• **Dataset**:

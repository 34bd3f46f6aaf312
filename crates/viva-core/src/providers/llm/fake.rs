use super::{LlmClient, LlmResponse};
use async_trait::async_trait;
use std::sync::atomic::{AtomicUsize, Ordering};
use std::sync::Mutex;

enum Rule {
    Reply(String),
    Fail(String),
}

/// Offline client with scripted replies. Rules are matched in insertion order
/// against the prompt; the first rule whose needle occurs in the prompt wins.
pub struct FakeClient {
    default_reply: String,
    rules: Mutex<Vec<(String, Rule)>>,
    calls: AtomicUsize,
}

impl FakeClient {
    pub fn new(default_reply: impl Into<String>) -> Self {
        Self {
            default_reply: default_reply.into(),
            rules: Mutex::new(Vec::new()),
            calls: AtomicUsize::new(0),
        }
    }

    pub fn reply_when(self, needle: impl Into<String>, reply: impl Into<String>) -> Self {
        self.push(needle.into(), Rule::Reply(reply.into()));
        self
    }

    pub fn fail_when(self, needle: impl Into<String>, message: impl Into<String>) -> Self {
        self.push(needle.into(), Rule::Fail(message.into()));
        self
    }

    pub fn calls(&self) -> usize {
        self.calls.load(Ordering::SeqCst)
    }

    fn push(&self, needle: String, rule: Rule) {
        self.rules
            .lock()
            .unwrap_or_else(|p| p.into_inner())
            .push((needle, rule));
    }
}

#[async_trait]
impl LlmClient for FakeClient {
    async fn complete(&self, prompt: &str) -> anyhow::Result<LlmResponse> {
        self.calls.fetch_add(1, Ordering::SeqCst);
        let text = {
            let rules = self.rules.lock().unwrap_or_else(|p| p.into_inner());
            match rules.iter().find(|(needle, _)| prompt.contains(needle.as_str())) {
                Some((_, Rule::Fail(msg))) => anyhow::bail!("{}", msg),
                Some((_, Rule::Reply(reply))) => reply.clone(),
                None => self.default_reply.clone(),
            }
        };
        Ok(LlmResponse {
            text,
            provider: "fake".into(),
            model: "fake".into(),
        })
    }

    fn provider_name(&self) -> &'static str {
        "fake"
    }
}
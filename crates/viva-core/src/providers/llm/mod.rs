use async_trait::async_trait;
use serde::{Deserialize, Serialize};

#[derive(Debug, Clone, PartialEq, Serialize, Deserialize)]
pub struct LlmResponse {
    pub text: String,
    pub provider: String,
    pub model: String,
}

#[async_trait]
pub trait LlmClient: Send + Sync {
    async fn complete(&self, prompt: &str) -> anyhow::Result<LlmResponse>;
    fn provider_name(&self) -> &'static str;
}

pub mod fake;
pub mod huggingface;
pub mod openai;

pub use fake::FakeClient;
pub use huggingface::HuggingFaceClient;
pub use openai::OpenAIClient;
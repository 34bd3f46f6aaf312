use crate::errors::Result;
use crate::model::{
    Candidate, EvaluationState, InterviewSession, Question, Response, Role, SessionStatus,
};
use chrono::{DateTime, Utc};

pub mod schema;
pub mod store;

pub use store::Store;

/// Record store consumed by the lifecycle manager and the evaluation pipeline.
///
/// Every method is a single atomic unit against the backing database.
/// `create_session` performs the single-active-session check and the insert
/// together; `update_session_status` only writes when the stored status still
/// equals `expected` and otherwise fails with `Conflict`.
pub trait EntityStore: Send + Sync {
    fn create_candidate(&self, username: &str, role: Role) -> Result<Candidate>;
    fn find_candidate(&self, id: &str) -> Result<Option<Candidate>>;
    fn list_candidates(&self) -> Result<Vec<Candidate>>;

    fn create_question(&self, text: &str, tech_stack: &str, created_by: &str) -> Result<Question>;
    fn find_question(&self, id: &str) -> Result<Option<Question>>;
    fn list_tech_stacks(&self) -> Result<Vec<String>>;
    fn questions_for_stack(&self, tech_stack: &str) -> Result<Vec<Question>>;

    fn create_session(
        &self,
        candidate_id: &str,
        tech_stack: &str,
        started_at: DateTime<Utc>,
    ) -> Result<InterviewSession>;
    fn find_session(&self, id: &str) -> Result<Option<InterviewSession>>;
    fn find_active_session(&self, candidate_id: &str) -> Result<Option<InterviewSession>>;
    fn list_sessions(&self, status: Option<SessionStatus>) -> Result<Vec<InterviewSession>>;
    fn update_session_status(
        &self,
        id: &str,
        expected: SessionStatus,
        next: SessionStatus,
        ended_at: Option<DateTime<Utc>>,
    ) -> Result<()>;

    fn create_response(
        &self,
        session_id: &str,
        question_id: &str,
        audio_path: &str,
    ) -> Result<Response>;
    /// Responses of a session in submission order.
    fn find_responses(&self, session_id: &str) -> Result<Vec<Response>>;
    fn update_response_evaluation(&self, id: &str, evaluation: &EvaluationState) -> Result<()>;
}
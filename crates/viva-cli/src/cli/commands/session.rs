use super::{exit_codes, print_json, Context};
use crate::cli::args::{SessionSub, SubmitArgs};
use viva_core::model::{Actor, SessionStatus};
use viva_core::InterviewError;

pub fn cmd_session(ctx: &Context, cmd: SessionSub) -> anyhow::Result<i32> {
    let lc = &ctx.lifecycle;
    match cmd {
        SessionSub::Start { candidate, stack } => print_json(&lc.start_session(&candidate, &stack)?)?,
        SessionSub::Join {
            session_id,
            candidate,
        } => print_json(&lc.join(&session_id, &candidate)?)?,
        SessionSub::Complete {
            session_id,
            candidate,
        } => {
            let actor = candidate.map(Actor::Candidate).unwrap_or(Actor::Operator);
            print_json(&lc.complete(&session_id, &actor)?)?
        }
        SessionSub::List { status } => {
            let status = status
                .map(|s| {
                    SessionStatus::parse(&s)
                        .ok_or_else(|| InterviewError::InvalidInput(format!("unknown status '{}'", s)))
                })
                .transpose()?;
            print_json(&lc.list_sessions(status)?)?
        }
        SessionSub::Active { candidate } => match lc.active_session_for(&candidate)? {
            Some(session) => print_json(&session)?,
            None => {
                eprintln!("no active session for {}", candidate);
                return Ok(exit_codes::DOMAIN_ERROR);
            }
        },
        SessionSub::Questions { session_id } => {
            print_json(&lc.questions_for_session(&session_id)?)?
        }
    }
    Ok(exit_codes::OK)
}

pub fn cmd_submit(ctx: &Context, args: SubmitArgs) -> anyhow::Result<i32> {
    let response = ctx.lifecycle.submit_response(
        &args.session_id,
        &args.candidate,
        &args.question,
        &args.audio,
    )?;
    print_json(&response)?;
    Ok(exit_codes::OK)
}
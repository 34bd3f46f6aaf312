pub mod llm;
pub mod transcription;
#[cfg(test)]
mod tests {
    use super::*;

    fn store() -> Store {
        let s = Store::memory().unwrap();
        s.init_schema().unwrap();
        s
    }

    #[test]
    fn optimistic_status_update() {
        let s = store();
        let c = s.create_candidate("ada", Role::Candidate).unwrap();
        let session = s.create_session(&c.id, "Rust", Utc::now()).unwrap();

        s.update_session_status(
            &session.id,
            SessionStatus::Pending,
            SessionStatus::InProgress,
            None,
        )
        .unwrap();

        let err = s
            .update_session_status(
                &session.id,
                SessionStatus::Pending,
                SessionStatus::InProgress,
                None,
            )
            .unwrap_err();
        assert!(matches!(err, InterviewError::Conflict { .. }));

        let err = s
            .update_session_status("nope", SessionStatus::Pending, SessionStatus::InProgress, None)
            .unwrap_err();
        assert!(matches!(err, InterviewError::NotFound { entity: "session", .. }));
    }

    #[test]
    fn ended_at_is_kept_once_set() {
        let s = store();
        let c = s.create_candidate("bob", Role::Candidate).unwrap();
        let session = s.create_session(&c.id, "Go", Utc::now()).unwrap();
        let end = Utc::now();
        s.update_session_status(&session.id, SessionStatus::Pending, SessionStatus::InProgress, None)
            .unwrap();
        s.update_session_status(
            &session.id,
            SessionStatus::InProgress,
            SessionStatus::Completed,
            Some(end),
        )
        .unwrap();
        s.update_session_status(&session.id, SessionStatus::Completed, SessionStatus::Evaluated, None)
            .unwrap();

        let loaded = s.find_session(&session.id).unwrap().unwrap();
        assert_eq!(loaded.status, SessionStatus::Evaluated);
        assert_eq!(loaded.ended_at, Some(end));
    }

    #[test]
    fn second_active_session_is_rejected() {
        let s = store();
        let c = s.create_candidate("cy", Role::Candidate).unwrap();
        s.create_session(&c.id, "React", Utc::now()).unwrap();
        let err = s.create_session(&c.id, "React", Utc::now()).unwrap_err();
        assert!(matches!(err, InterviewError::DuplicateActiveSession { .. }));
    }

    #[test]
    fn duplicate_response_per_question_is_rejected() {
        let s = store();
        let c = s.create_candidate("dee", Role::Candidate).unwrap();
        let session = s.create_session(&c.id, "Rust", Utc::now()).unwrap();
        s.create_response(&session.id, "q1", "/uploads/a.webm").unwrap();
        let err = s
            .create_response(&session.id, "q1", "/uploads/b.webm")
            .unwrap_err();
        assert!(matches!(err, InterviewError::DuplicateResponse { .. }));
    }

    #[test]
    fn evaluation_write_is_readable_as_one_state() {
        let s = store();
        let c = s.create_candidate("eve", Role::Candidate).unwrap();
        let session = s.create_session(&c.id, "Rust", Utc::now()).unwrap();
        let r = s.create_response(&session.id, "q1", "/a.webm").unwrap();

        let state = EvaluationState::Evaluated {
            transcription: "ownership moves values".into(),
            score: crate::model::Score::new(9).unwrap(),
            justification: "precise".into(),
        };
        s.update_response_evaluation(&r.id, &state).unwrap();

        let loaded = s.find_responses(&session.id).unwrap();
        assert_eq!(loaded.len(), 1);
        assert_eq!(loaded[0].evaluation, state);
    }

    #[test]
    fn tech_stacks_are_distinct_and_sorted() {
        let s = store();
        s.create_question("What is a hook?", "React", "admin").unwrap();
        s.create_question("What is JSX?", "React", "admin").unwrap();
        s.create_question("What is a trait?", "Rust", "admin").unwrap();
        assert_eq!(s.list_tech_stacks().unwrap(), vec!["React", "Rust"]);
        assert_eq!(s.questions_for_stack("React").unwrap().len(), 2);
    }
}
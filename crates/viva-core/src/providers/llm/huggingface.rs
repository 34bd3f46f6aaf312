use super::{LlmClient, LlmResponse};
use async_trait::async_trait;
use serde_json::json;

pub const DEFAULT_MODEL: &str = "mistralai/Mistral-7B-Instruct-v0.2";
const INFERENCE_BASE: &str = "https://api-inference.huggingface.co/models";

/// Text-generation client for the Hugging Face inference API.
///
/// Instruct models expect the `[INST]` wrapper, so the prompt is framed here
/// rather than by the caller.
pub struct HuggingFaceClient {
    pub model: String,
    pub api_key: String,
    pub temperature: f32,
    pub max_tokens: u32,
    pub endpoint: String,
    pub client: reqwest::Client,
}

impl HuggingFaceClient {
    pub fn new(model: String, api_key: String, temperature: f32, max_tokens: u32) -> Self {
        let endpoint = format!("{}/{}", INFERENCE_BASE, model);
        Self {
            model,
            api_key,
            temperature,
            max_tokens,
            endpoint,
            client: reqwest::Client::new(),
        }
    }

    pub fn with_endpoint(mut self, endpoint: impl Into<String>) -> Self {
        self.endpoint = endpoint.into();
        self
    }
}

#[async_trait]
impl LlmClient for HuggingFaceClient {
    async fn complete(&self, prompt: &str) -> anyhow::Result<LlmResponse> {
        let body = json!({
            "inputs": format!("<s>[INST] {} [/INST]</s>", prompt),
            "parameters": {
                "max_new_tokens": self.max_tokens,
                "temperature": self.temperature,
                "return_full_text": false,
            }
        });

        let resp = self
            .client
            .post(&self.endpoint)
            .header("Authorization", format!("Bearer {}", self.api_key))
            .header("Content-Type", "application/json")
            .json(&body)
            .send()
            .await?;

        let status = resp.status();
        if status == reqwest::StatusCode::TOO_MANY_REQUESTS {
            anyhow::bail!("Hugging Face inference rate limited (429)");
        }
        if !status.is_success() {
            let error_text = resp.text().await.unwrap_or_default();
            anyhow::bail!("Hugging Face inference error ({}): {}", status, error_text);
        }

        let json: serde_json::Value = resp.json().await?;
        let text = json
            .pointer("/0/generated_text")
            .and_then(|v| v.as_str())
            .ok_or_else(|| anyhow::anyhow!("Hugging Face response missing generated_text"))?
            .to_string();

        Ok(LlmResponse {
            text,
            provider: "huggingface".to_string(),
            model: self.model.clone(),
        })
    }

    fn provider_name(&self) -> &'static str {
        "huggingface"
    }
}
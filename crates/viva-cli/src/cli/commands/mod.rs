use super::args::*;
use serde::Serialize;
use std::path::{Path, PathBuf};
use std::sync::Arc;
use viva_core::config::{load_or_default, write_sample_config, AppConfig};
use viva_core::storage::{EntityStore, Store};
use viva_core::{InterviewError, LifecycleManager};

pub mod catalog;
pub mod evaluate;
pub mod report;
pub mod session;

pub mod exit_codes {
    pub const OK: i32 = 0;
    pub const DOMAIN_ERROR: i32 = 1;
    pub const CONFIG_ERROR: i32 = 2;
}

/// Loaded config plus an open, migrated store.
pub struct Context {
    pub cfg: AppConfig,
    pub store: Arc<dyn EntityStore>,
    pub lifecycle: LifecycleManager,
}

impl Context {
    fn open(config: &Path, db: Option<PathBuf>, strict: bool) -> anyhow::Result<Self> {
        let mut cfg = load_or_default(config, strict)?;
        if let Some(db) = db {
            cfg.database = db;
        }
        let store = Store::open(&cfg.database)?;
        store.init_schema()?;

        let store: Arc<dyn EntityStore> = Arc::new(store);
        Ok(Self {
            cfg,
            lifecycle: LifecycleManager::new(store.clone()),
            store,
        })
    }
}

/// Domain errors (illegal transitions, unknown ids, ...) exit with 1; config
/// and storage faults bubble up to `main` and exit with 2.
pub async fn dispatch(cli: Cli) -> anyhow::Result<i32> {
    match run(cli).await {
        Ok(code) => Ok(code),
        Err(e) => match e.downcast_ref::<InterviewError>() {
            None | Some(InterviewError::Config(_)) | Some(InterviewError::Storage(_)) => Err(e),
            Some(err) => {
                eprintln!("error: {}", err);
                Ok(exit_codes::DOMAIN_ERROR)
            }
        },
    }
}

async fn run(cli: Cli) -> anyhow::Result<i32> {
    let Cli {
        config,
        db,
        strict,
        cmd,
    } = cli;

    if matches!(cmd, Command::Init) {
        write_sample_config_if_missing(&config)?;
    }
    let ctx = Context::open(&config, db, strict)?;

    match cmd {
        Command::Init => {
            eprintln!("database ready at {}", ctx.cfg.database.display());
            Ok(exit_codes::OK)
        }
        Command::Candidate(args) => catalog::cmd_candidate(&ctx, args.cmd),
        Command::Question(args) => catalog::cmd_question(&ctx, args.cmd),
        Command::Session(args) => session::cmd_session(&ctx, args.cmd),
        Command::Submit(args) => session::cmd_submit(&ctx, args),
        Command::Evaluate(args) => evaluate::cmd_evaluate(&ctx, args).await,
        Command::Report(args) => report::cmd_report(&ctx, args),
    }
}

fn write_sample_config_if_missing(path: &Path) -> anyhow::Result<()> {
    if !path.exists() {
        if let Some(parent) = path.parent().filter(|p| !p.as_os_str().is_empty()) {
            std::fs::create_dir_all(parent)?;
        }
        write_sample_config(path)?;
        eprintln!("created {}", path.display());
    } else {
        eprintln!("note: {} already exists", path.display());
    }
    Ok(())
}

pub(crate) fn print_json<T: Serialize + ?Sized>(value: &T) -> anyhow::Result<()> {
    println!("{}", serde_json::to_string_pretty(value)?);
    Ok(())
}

• **The problem**:
Search the entries for the word "unknown" and show every line that has it.

• **The answer**:
                        .ok_or_else(|| InterviewError::InvalidInput(format!("unknown status '{}'", s)))
/// Domain errors (illegal transitions, unknown ids, ...) exit with 1; config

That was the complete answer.